The research, led by Smidt Heart Institute and the Division of Artificial Intelligence in Medicine at Cedars-Sinai, showed there was less disagreement between the first assessment made by AI and a final cardiologist assessment than there was if the first scan was assessed by a sonographer.

“The results have immediate implications for patients undergoing cardiac function imaging as well as broader implications for the field of cardiac imaging,” said cardiologist David Ouyang, principal investigator of the clinical trial and senior author of the Nature paper describing the work.

“This trial offers rigorous evidence that utilizing AI in this novel way can improve the quality and effectiveness of echocardiogram imaging for many patients.”

Work by the same group, published in 2020, developed AI technology to assess left ventricular ejection fraction, a measure commonly used to evaluate cardiac function. However, this technology was not previously tested in a randomized fashion.

To test the effectiveness of the AI developed by Ouyang and team, a blinded, randomized study was carried out comparing the accuracy of the AI assessment of patient electrocardiograms with that of trained sonographers.

The primary end point of the study was the change in assessment of left ventricular ejection fraction between the first evaluation, carried out by the AI or a sonographer, and the final expert cardiologist assessment. This was measured as the proportion of cases with a change greater than five percent.

Overall, 3495 electrocardiograms were included in the analysis. The trial met the primary endpoint.
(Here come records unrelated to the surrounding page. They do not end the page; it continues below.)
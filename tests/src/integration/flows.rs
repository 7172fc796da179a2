//! # Integration Test Flows
//!
//! Wallet-level flows through `KeyIdentityService`:
//!
//! 1. **Key lifecycle**: generate → export (WIF) → import → same key and address
//! 2. **Signed messages**: sign → verify against the signer's address
//! 3. **Bulk verification**: mixed valid/invalid batches across threads

#[cfg(test)]
mod tests {
    use std::sync::Arc;
    use std::thread;

    use btc_identity::{
        BatchVerificationRequest, IdentityConfigBuilder, KeyError, KeyIdentityApi,
        KeyIdentityService, Network, PrivateKey, PublicKey, RecoveryFailure, Signature,
        VerificationRequest, U256,
    };
    use rand::rngs::StdRng;
    use rand::{Rng, SeedableRng};

    use crate::init_test_tracing;

    // =============================================================================
    // TEST FIXTURES
    // =============================================================================

    fn service(network: Network) -> KeyIdentityService {
        KeyIdentityService::new(
            IdentityConfigBuilder::new()
                .network(network)
                .max_batch_size(256)
                .build()
                .unwrap(),
        )
        .unwrap()
    }

    fn signed_request(key: &PrivateKey, message: Vec<u8>) -> VerificationRequest {
        let signature = key.sign(&message, true).unwrap();
        VerificationRequest {
            public_key: *key.public_key(),
            message,
            signature,
            hash_first: true,
        }
    }

    // =============================================================================
    // KEY LIFECYCLE
    // =============================================================================

    #[test]
    fn test_key_lifecycle_on_both_networks() {
        init_test_tracing();

        for network in [Network::Mainnet, Network::Testnet] {
            let service = service(network);
            let key = service.generate_key();
            let address = service.address(key.public_key());

            let wif = service.export_key(&key);
            let imported = service.import_key(&wif).unwrap();

            assert_eq!(imported, key);
            assert_eq!(service.address(imported.public_key()), address);
            assert_eq!(PrivateKey::from_hex(&key.to_hex()).unwrap(), key);
        }
    }

    #[test]
    fn test_address_prefixes_by_network() {
        let key = PrivateKey::from_int(U256::from(0xABCDEFu64)).unwrap();

        let mainnet = service(Network::Mainnet).address(key.public_key());
        let testnet = service(Network::Testnet).address(key.public_key());

        assert!(mainnet.starts_with('1'));
        assert!(testnet.starts_with('m') || testnet.starts_with('n'));
    }

    #[test]
    fn test_corrupted_wif_rejected() {
        let service = service(Network::Mainnet);
        let wif = service.export_key(&PrivateKey::from_int(U256::from(77)).unwrap());

        let mut chars: Vec<char> = wif.chars().collect();
        chars[10] = if chars[10] == 'z' { 'y' } else { 'z' };
        let corrupted: String = chars.into_iter().collect();

        assert!(matches!(
            service.import_key(&corrupted),
            Err(KeyError::InvalidEncoding(_))
        ));
    }

    // =============================================================================
    // SIGNED MESSAGES
    // =============================================================================

    #[test]
    fn test_sign_and_verify_message_flow() {
        init_test_tracing();
        let service = service(Network::Mainnet);
        let alice = service.generate_key();
        let bob = service.generate_key();
        let alice_address = service.address(alice.public_key());

        let envelope = service
            .sign_message(&alice, b"I own this address")
            .unwrap();

        let verification = service.verify_message(&alice_address, b"I own this address", &envelope);
        assert!(verification.valid);
        assert_eq!(verification.recovered_address, Some(alice_address.clone()));

        // Same envelope, Bob's address
        let bob_address = service.address(bob.public_key());
        assert!(!service.verify_message(&bob_address, b"I own this address", &envelope).valid);

        // Same envelope, altered message
        assert!(!service.verify_message(&alice_address, b"I own this addresS", &envelope).valid);
    }

    #[test]
    fn test_message_length_limit() {
        let service = service(Network::Mainnet);
        let key = service.generate_key();

        assert!(service.sign_message(&key, &[b'a'; 255]).is_ok());
        assert_eq!(
            service.sign_message(&key, &[b'a'; 256]).unwrap_err(),
            KeyError::MessageTooLong { len: 256 }
        );
    }

    #[test]
    fn test_recovery_probe_distinguishes_none_from_error() {
        let key = PrivateKey::from_int(U256::from(4242)).unwrap();
        let signature = key.sign(b"probe", true).unwrap();

        // Correct id recovers the signer
        assert_eq!(
            PublicKey::from_signature(b"probe", &signature).unwrap(),
            Some(*key.public_key())
        );

        // Missing id is an error
        let bare = Signature::new(signature.r(), signature.s(), None);
        assert_eq!(
            PublicKey::from_signature(b"probe", &bare).unwrap_err(),
            KeyError::RecoveryUnavailable(RecoveryFailure::MissingRecoveryId)
        );

        // An all-zero signature is an error, never a bogus key
        let zero = Signature::from_bytes(&[0u8; 64]).unwrap().with_recovery_id(0);
        assert!(matches!(
            PublicKey::from_signature(b"probe", &zero),
            Err(KeyError::RecoveryUnavailable(_))
        ));

        // Every id either recovers some key or reports no match
        for id in 0..4 {
            let probe = signature.with_recovery_id(id);
            assert!(PublicKey::from_signature(b"probe", &probe).is_ok());
        }
    }

    // =============================================================================
    // BULK VERIFICATION
    // =============================================================================

    #[test]
    fn test_mixed_batch() {
        init_test_tracing();
        let service = service(Network::Mainnet);
        let mut rng = StdRng::seed_from_u64(10);
        let keys: Vec<PrivateKey> = (0..16).map(|_| PrivateKey::from_rng(&mut rng)).collect();

        let mut requests: Vec<VerificationRequest> = keys
            .iter()
            .map(|key| {
                let message: Vec<u8> = (0..64).map(|_| rng.gen()).collect();
                signed_request(key, message)
            })
            .collect();

        // Corrupt every fourth request
        for request in requests.iter_mut().step_by(4) {
            request.message[0] ^= 0xFF;
        }

        let result = service
            .batch_verify(&BatchVerificationRequest { requests })
            .unwrap();

        assert_eq!(result.valid_count, 12);
        assert_eq!(result.invalid_count, 4);
        for (i, outcome) in result.results.iter().enumerate() {
            assert_eq!(outcome.valid, i % 4 != 0, "request {}", i);
        }
    }

    #[test]
    fn test_service_shared_across_threads() {
        let service = Arc::new(service(Network::Testnet));

        let handles: Vec<_> = (0..4)
            .map(|i| {
                let service = Arc::clone(&service);
                thread::spawn(move || {
                    let key = service.generate_key();
                    let message = format!("thread {}", i);
                    let envelope = service.sign_message(&key, message.as_bytes()).unwrap();
                    let address = service.address(key.public_key());
                    service
                        .verify_message(&address, message.as_bytes(), &envelope)
                        .valid
                })
            })
            .collect();

        for handle in handles {
            assert!(handle.join().unwrap());
        }
    }
}
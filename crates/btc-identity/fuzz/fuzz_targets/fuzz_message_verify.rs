//! Fuzz target for Bitcoin signed-message verification.

#![no_main]

use btc_identity::PublicKey;
use libfuzzer_sys::fuzz_target;

/// Fuzz input for signed-message verification.
#[derive(Debug, arbitrary::Arbitrary)]
struct FuzzInput {
    message: Vec<u8>,
    /// Base64 envelope text, usually malformed
    envelope: String,
    /// Raw envelope bytes, encoded before verifying
    raw_envelope: [u8; 65],
}

fuzz_target!(|input: FuzzInput| {
    let _ = PublicKey::verify_bitcoin_message(&input.message, &input.envelope);

    let encoded = btc_identity::domain::encoding::base64_encode(&input.raw_envelope);
    let first = PublicKey::verify_bitcoin_message(&input.message, &encoded);
    let second = PublicKey::verify_bitcoin_message(&input.message, &encoded);
    assert_eq!(first, second);
});
//! # schemalens-referencing
//!
//! Schema documents as pointer-addressable node graphs, per-draft interpretation strategies
//! and reference resolution across local, remote, dynamic and vocabulary targets.
mod error;
mod list;
pub mod meta;
mod node;
pub mod pointer;
mod registry;
pub mod resolver;
mod root;
mod service;
mod specification;
mod types;
mod vocabularies;

pub use error::Error;
pub use list::List;
pub use node::SchemaNode;
pub use registry::{Generation, RegistryOptions, SchemaRegistry};
pub use resolver::{Reference, ReferenceKind, ResolveContext, ResolverKind, Scopes};
pub use root::{RootSchema, DEFAULT_ROOT_URI};
pub use service::{Fetch, InMemorySchemaService, NoopService, SchemaService};
pub use specification::{Draft, ExclusiveBounds, KeywordLookup, RefSiblings, ValidationKind};
pub use types::{JsonType, JsonTypeSet};
pub use url::Url;
pub use vocabularies::{Vocabulary, VocabularySet};
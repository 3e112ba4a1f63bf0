//! Schema combination rules.
//!
//! [`merge`] layers one view over another without touching either. The accessors in
//! [`crate::schema`] decide per keyword how the two sides combine:
//!
//! - scalars: `other` wins,
//! - permissive flags: AND, exclusivity flags: OR,
//! - maps and `required`: union, collisions merged recursively,
//! - `type`: intersection,
//! - applicators: `other` only,
//! - single subschemas: merged when both sides have one.
use std::sync::Arc;

use serde_json::Value;

use crate::schema::{Merged, Schema};

/// Layer `other` over `base`.
///
/// `true` is the identity and `false` absorbs everything. `ref_target` marks the view as the
/// result of inlining a reference, whose own references are followed next.
#[must_use]
pub fn merge(base: &Schema, other: &Schema, ref_target: Option<&Schema>) -> Schema {
    match (base.as_bool(), other.as_bool()) {
        (Some(false), _) => return base.clone(),
        (_, Some(false)) => return other.clone(),
        (Some(true), _) => return other.clone(),
        (_, Some(true)) => return base.clone(),
        _ => {}
    }
    if base == other {
        return base.clone();
    }
    Schema::Merged(Arc::new(Merged {
        base: base.clone(),
        other: other.clone(),
        ref_target: ref_target.cloned(),
    }))
}

pub(crate) fn merge_optional(base: Option<Schema>, other: Option<Schema>) -> Option<Schema> {
    match (base, other) {
        (Some(base), Some(other)) => Some(merge(&base, &other, None)),
        (base, other) => other.or(base),
    }
}

/// Union of two keyed schema lists in first-seen order.
pub(crate) fn union_maps(
    base: Vec<(String, Schema)>,
    other: Vec<(String, Schema)>,
) -> Vec<(String, Schema)> {
    let mut result = base;
    for (name, schema) in other {
        if let Some((_, existing)) = result.iter_mut().find(|(key, _)| *key == name) {
            *existing = merge(existing, &schema, None);
        } else {
            result.push((name, schema));
        }
    }
    result
}

pub(crate) fn union_strings(base: Vec<String>, other: Vec<String>) -> Vec<String> {
    let mut result = base;
    for value in other {
        if !result.contains(&value) {
            result.push(value);
        }
    }
    result
}

pub(crate) fn union_dependencies(
    base: Vec<(String, Vec<String>)>,
    other: Vec<(String, Vec<String>)>,
) -> Vec<(String, Vec<String>)> {
    let mut result = base;
    for (name, names) in other {
        if let Some((_, existing)) = result.iter_mut().find(|(key, _)| *key == name) {
            *existing = union_strings(core::mem::take(existing), names);
        } else {
            result.push((name, names));
        }
    }
    result
}

/// Merge positional lists element-wise; the longer list keeps its tail.
pub(crate) fn zip_lists(base: Vec<Schema>, other: Vec<Schema>) -> Vec<Schema> {
    let len = base.len().max(other.len());
    let mut base = base.into_iter();
    let mut other = other.into_iter();
    (0..len)
        .filter_map(|_| merge_optional(base.next(), other.next()))
        .collect()
}

/// A non-negative integer; integral floats such as `2.0` are accepted.
#[allow(
    clippy::cast_possible_truncation,
    clippy::cast_sign_loss,
    clippy::cast_precision_loss
)]
pub(crate) fn non_negative(value: &Value) -> Option<u64> {
    let number = match value {
        Value::Number(number) => number,
        _ => return None,
    };
    if let Some(value) = number.as_u64() {
        return Some(value);
    }
    number
        .as_f64()
        .filter(|value| value.fract() == 0.0 && *value >= 0.0 && *value <= u64::MAX as f64)
        .map(|value| value as u64)
}

#[cfg(test)]
mod tests {
    use super::*;
    use schemalens_referencing::{JsonType, JsonTypeSet, RootSchema};
    use serde_json::json;

    fn schemas(document: Value) -> Vec<Schema> {
        let root = RootSchema::new("https://example.com/merge.json", document).expect("valid uri");
        root.node()
            .and_then(|node| node.child_list("schemas"))
            .expect("schemas")
            .into_iter()
            .map(Schema::Node)
            .collect()
    }

    #[test]
    fn booleans() {
        let list = schemas(json!({"schemas": [true, false, {"type": "string"}]}));
        let (yes, no, string) = (&list[0], &list[1], &list[2]);
        assert_eq!(&merge(yes, string, None), string);
        assert_eq!(&merge(string, yes, None), string);
        assert_eq!(merge(string, no, None).as_bool(), Some(false));
        assert_eq!(merge(no, string, None).as_bool(), Some(false));
        assert!(merge(string, no, None).is_impossible());
    }

    #[test]
    fn scalars_prefer_other() {
        let list = schemas(json!({"schemas": [
            {"minLength": 1, "title": "base", "pattern": "a"},
            {"minLength": 3, "description": "other"}
        ]}));
        let merged = merge(&list[0], &list[1], None);
        assert_eq!(merged.get_u64("minLength"), Some(3));
        assert_eq!(merged.title(), Some("base"));
        assert_eq!(merged.description(), Some("other"));
        assert_eq!(merged.get_str("pattern"), Some("a"));
    }

    #[test]
    fn types_intersect() {
        let list = schemas(json!({"schemas": [
            {"type": ["number", "string"]},
            {"type": "integer"},
            {"type": "boolean"}
        ]}));
        let merged = merge(&list[0], &list[1], None);
        assert_eq!(merged.types(), Some(JsonTypeSet::empty().insert(JsonType::Integer)));
        assert!(merge(&list[1], &list[2], None).is_impossible());
    }

    #[test]
    fn maps_union_and_collisions_merge() {
        let list = schemas(json!({"schemas": [
            {"properties": {"a": {"type": "string"}, "b": {}}, "required": ["a"]},
            {"properties": {"a": {"minLength": 2}, "c": {}}, "required": ["c", "a"]}
        ]}));
        let merged = merge(&list[0], &list[1], None);
        let names: Vec<_> = merged.properties().into_iter().map(|(name, _)| name).collect();
        assert_eq!(names, vec!["a", "b", "c"]);
        let a = merged.property("a").expect("merged property");
        assert_eq!(a.types(), Some(JsonTypeSet::empty().insert(JsonType::String)));
        assert_eq!(a.get_u64("minLength"), Some(2));
        assert_eq!(merged.required(), vec!["a", "c"]);
    }

    #[test]
    fn flags() {
        let list = schemas(json!({"schemas": [
            {"uniqueItems": true, "additionalProperties": false},
            {"uniqueItems": false, "additionalProperties": {"type": "string"}}
        ]}));
        let merged = merge(&list[0], &list[1], None);
        assert!(merged.flag("uniqueItems"));
        assert!(!merged.additional_properties_allowed());
        assert_eq!(merged.additional_properties().and_then(|s| s.as_bool()), Some(false));
    }

    #[test]
    fn applicators_come_from_other() {
        let list = schemas(json!({"schemas": [
            {"anyOf": [{}, {}], "not": {"type": "null"}},
            {"oneOf": [{}]}
        ]}));
        let merged = merge(&list[0], &list[1], None);
        assert!(merged.any_of().is_none());
        assert!(merged.not().is_none());
        assert_eq!(merged.one_of().map(|list| list.len()), Some(1));
    }

    #[test]
    fn references_follow_the_target() {
        let list = schemas(json!({"schemas": [
            {"$ref": "#/schemas/2", "minLength": 1},
            {"$ref": "#/schemas/2"},
            {"maxLength": 4}
        ]}));
        let plain = merge(&list[0], &list[2], None);
        assert_eq!(plain.reference_owner(), Some(list[0].primary_node()));
        let inlined = merge(&list[0], &list[2], Some(&list[2]));
        assert!(inlined.reference_owner().is_none());
        let chained = merge(&list[2], &list[0], Some(&list[1]));
        assert_eq!(chained.reference_owner(), Some(list[1].primary_node()));
    }

    #[test]
    fn dependencies_union() {
        let merged = union_dependencies(
            vec![("a".into(), vec!["b".into()])],
            vec![("a".into(), vec!["c".into(), "b".into()]), ("d".into(), vec![])],
        );
        assert_eq!(
            merged,
            vec![
                ("a".to_string(), vec!["b".to_string(), "c".to_string()]),
                ("d".to_string(), vec![]),
            ]
        );
    }

    mod properties {
        use super::*;
        use proptest::prelude::*;

        fn keyword() -> impl Strategy<Value = (String, Value)> {
            prop_oneof![
                (0u64..10).prop_map(|n| ("minLength".to_string(), json!(n))),
                (0u64..10).prop_map(|n| ("maximum".to_string(), json!(n))),
                prop::sample::select(vec!["string", "number", "integer", "object"])
                    .prop_map(|t| ("type".to_string(), json!(t))),
                any::<bool>().prop_map(|b| ("uniqueItems".to_string(), json!(b))),
                prop::collection::vec("[a-c]", 0..3)
                    .prop_map(|names| ("required".to_string(), json!(names))),
                "[a-c]".prop_map(|name| (
                    "properties".to_string(),
                    json!({name: {"type": "string"}})
                )),
            ]
        }

        proptest! {
            #[test]
            fn merge_with_itself_is_identity(keywords in prop::collection::vec(keyword(), 0..6)) {
                let document: serde_json::Map<String, Value> = keywords.into_iter().collect();
                let list = schemas(json!({"schemas": [Value::Object(document.clone())]}));
                let schema = &list[0];
                // Two distinct handles to the same content, so the structural shortcut is bypassed.
                let twin = schemas(json!({"schemas": [Value::Object(document)]})).remove(0);
                let merged = merge(schema, &twin, None);
                prop_assert_eq!(merged.types(), schema.types());
                prop_assert_eq!(merged.required(), schema.required());
                prop_assert_eq!(merged.get_u64("minLength"), schema.get_u64("minLength"));
                prop_assert_eq!(merged.get_value("maximum"), schema.get_value("maximum"));
                prop_assert_eq!(merged.flag("uniqueItems"), schema.flag("uniqueItems"));
                let names = |s: &Schema| s.properties().into_iter().map(|(n, _)| n).collect::<Vec<_>>();
                prop_assert_eq!(names(&merged), names(schema));
                prop_assert_eq!(&merge(schema, schema, None), schema);
            }
        }
    }
}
The percentage of scans with a substantial change in diagnosis was 16.8% in the AI group vs 27.2% in the sonographer group, with an average absolute difference of 6.29% for the AI group and 7.23% for the sonographer group.

“Cardiologists required less time, substantially changed the initial assessment less frequently and were more consistent with previous clinical assessments by the cardiologist when using an AI-guided workflow. This finding was consistent across subgroups of different demographic and imaging characteristics,” write the authors.

“In the context of an ongoing need for precision phenotyping, our trial results suggest that AI tools can improve efficacy as well as efficiency in assessing cardiac function.”

The researchers now plan to roll-out use of the AI tool to multiple medical centers and continue to monitor its diagnostic performance against more traditional methods.